WHAT YOU ARE ASKED TO DO:
The answer must be a single number: how many lines in the records below contain the word "const".

RECORDS SHOWN:
****
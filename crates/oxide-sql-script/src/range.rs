//! File-selection ranges.
//!
//! A spec such as `*`, `3`, `2..5`, `2..`, `..4` or `1,3..` picks entries
//! from a directory listing. Positions are 1-based and count from the
//! newest (highest sorted) file, so `1` is always the most recent script.
//! The selected entries are handed back in ascending order, ready to run.

use crate::error::SpecError;

/// An inclusive, 1-based interval over a reversed listing.
///
/// A missing bound reaches the edge of the listing; with both bounds
/// missing the range selects everything.
#[derive(Debug, Clone, Copy, PartialEq, Eq, Default)]
pub struct Range {
    /// First position (newest side), `None` for the first entry.
    pub start: Option<usize>,
    /// Last position (oldest side), `None` for the last entry.
    pub end: Option<usize>,
}

impl Range {
    /// A range selecting every entry.
    #[must_use]
    pub const fn full() -> Self {
        Self {
            start: None,
            end: None,
        }
    }

    /// A range selecting exactly one entry.
    #[must_use]
    pub const fn single(position: usize) -> Self {
        Self {
            start: Some(position),
            end: Some(position),
        }
    }

    /// Returns true if the range selects every entry.
    #[must_use]
    pub const fn is_full(&self) -> bool {
        self.start.is_none() && self.end.is_none()
    }

    /// Returns true if exactly one bound is unset.
    #[must_use]
    pub const fn is_half_open(&self) -> bool {
        self.start.is_none() != self.end.is_none()
    }

    /// Resolves the range against a listing of `len` entries.
    ///
    /// Returns zero-based indices into that listing.
    ///
    /// # Errors
    ///
    /// Returns [`SpecError::OutOfRange`] when a bound exceeds `len`.
    pub fn resolve(&self, len: usize) -> Result<std::ops::Range<usize>, SpecError> {
        if self.is_full() {
            return Ok(0..len);
        }
        let start = self.start.unwrap_or(1);
        let end = self.end.unwrap_or(len);
        for position in [start, end] {
            if position > len {
                return Err(SpecError::OutOfRange { position, len });
            }
        }
        Ok(start - 1..end)
    }
}

/// Parses a comma-separated selection spec.
///
/// # Errors
///
/// Returns a [`SpecError`] for malformed items, zero positions and
/// ranges whose start is not before their end.
pub fn parse_spec(spec: &str) -> Result<Vec<Range>, SpecError> {
    let spec = spec.trim();
    if spec == "*" {
        return Ok(vec![Range::full()]);
    }
    spec.split(',').map(parse_item).collect()
}

fn parse_item(item: &str) -> Result<Range, SpecError> {
    let item = item.trim();
    if item.is_empty() {
        return Err(SpecError::Empty);
    }
    if item == "*" {
        return Ok(Range::full());
    }
    if let Ok(n) = item.parse::<usize>() {
        return position(n).map(Range::single);
    }

    let (before, after) = item
        .split_once("..")
        .ok_or_else(|| SpecError::InvalidItem(item.to_string()))?;
    let range = Range {
        start: bound(before)?,
        end: bound(after)?,
    };
    if let (Some(start), Some(end)) = (range.start, range.end) {
        if start >= end {
            return Err(SpecError::InvalidRange { start, end });
        }
    }
    Ok(range)
}

fn bound(text: &str) -> Result<Option<usize>, SpecError> {
    let text = text.trim();
    if text.is_empty() {
        return Ok(None);
    }
    let n = text
        .parse::<usize>()
        .map_err(|_| SpecError::InvalidNumber(text.to_string()))?;
    position(n).map(Some)
}

fn position(n: usize) -> Result<usize, SpecError> {
    if n == 0 {
        Err(SpecError::ZeroPosition)
    } else {
        Ok(n)
    }
}

/// Selects entries from an ascending listing according to `ranges`.
///
/// Ranges are resolved against the reversed listing (newest first) and
/// concatenated in the order given; duplicates are preserved. The result
/// is reversed again so it runs oldest first.
///
/// # Errors
///
/// Returns [`SpecError::OutOfRange`] if any range exceeds the listing.
pub fn select<T: Clone>(ranges: &[Range], entries: &[T]) -> Result<Vec<T>, SpecError> {
    let newest_first: Vec<&T> = entries.iter().rev().collect();
    let mut selected = Vec::new();
    for range in ranges {
        let indices = range.resolve(newest_first.len())?;
        selected.extend(newest_first[indices].iter().map(|e| (*e).clone()));
    }
    selected.reverse();
    Ok(selected)
}

/// Parses `spec` and applies it to `entries` in one step.
///
/// # Errors
///
/// See [`parse_spec`] and [`select`].
pub fn select_by_spec<T: Clone>(spec: &str, entries: &[T]) -> Result<Vec<T>, SpecError> {
    let ranges = parse_spec(spec)?;
    select(&ranges, entries)
}

#[cfg(test)]
mod tests {
    use super::*;

    const FILES: [&str; 5] = ["001.sql", "002.sql", "003.sql", "004.sql", "005.sql"];

    #[test]
    fn test_parse_star() {
        assert_eq!(parse_spec("*").unwrap(), vec![Range::full()]);
    }

    #[test]
    fn test_parse_single() {
        assert_eq!(parse_spec("3").unwrap(), vec![Range::single(3)]);
    }

    #[test]
    fn test_parse_ranges() {
        let ranges = parse_spec("2..4,3..,..2,..").unwrap();
        assert_eq!(
            ranges,
            vec![
                Range {
                    start: Some(2),
                    end: Some(4)
                },
                Range {
                    start: Some(3),
                    end: None
                },
                Range {
                    start: None,
                    end: Some(2)
                },
                Range::full(),
            ]
        );
        assert!(ranges[1].is_half_open());
        assert!(ranges[2].is_half_open());
        assert!(ranges[3].is_full());
    }

    #[test]
    fn test_parse_errors() {
        assert_eq!(parse_spec(""), Err(SpecError::Empty));
        assert_eq!(parse_spec("1,"), Err(SpecError::Empty));
        assert_eq!(parse_spec("abc"), Err(SpecError::InvalidItem("abc".into())));
        assert_eq!(parse_spec("a..3"), Err(SpecError::InvalidNumber("a".into())));
        assert_eq!(parse_spec("0"), Err(SpecError::ZeroPosition));
        assert_eq!(
            parse_spec("4..2"),
            Err(SpecError::InvalidRange { start: 4, end: 2 })
        );
        assert_eq!(
            parse_spec("2..2"),
            Err(SpecError::InvalidRange { start: 2, end: 2 })
        );
    }

    #[test]
    fn test_select_all_ascending() {
        assert_eq!(select_by_spec("*", &FILES).unwrap(), FILES.to_vec());
        assert!(select_by_spec::<&str>("*", &[]).unwrap().is_empty());
    }

    #[test]
    fn test_select_newest() {
        assert_eq!(select_by_spec("1", &FILES).unwrap(), vec!["005.sql"]);
        assert_eq!(select_by_spec("5", &FILES).unwrap(), vec!["001.sql"]);
    }

    #[test]
    fn test_select_half_open() {
        assert_eq!(
            select_by_spec("2..", &FILES).unwrap(),
            vec!["001.sql", "002.sql", "003.sql", "004.sql"]
        );
        assert_eq!(
            select_by_spec("..2", &FILES).unwrap(),
            vec!["004.sql", "005.sql"]
        );
    }

    #[test]
    fn test_select_closed_range() {
        assert_eq!(
            select_by_spec("2..4", &FILES).unwrap(),
            vec!["002.sql", "003.sql", "004.sql"]
        );
    }

    #[test]
    fn test_select_concatenates_with_duplicates() {
        assert_eq!(
            select_by_spec("1,1..2", &FILES).unwrap(),
            vec!["004.sql", "005.sql", "005.sql"]
        );
    }

    #[test]
    fn test_select_out_of_range() {
        assert_eq!(
            select_by_spec("6", &FILES),
            Err(SpecError::OutOfRange {
                position: 6,
                len: 5
            })
        );
        assert_eq!(
            select_by_spec("3..9", &FILES),
            Err(SpecError::OutOfRange {
                position: 9,
                len: 5
            })
        );
        assert!(select_by_spec::<&str>("1", &[]).is_err());
    }
}
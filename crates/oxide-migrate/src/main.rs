//! oxide-migrate CLI
//!
//! Command-line tool for running SQL migration scripts.

use std::io::Write;
use std::path::Path;

use clap::{Args, Parser, Subcommand};
use tracing::{Level, info};
use tracing_subscriber::FmtSubscriber;

use oxide_migrate::prelude::*;

/// Directive-driven SQL migrations.
#[derive(Parser)]
#[command(name = "oxide-migrate")]
#[command(author, version, about, long_about = None)]
struct Cli {
    #[command(flatten)]
    connection: ConnectParams,

    /// Leave plain comment lines out instead of sending them as statements.
    #[arg(long, global = true)]
    drop_comments: bool,

    /// Enable verbose output.
    #[arg(short, long, global = true)]
    verbose: bool,

    #[command(subcommand)]
    command: Commands,
}

/// Scripts to load.
#[derive(Args)]
struct Target {
    /// File selection spec (`*`, `N`, `A..B`, `A..`, `..B`, comma separated),
    /// or the script path when given alone.
    #[arg(value_name = "SPEC")]
    first: String,

    /// Script file or directory.
    #[arg(value_name = "PATH")]
    path: Option<String>,
}

impl Target {
    /// Returns `(spec, path)`; the spec defaults to the newest file.
    fn resolve(&self) -> (&str, &Path) {
        match &self.path {
            Some(path) => (self.first.as_str(), Path::new(path)),
            None => ("1", Path::new(&self.first)),
        }
    }
}

#[derive(Subcommand)]
enum Commands {
    /// Execute migrations.
    Run {
        #[command(flatten)]
        target: Target,
    },

    /// Show group and statement counts per migration.
    Info {
        #[command(flatten)]
        target: Target,

        /// Print the report as JSON.
        #[arg(long)]
        json: bool,
    },
}

#[tokio::main(flavor = "current_thread")]
async fn main() -> anyhow::Result<()> {
    let cli = Cli::parse();

    // Setup logging
    let log_level = if cli.verbose {
        Level::DEBUG
    } else {
        Level::INFO
    };
    let subscriber = FmtSubscriber::builder()
        .with_max_level(log_level)
        .with_target(false)
        .without_time()
        .with_writer(std::io::stderr)
        .finish();
    tracing::subscriber::set_global_default(subscriber)?;

    let options = LoadOptions {
        comments: if cli.drop_comments {
            CommentPolicy::Drop
        } else {
            CommentPolicy::Keep
        },
    };

    match &cli.command {
        Commands::Run { target } => {
            let (spec, path) = target.resolve();
            let migrations = extract(path, spec, options)?;
            let summary = exec(&migrations, &cli.connection).await?;
            if !summary.failures.is_empty() {
                info!(
                    failures = summary.failures.len(),
                    "Some statements failed and were skipped"
                );
            }
        }

        Commands::Info { target, json } => {
            let (spec, path) = target.resolve();
            let migrations = extract(path, spec, options)?;
            let mut out = std::io::stdout().lock();
            if *json {
                write_json(&mut out, &migrations)?;
            } else {
                write_text(&mut out, &migrations)?;
            }
            out.flush()?;
        }
    }

    Ok(())
}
****
ANSWER TO THIS TASK:
5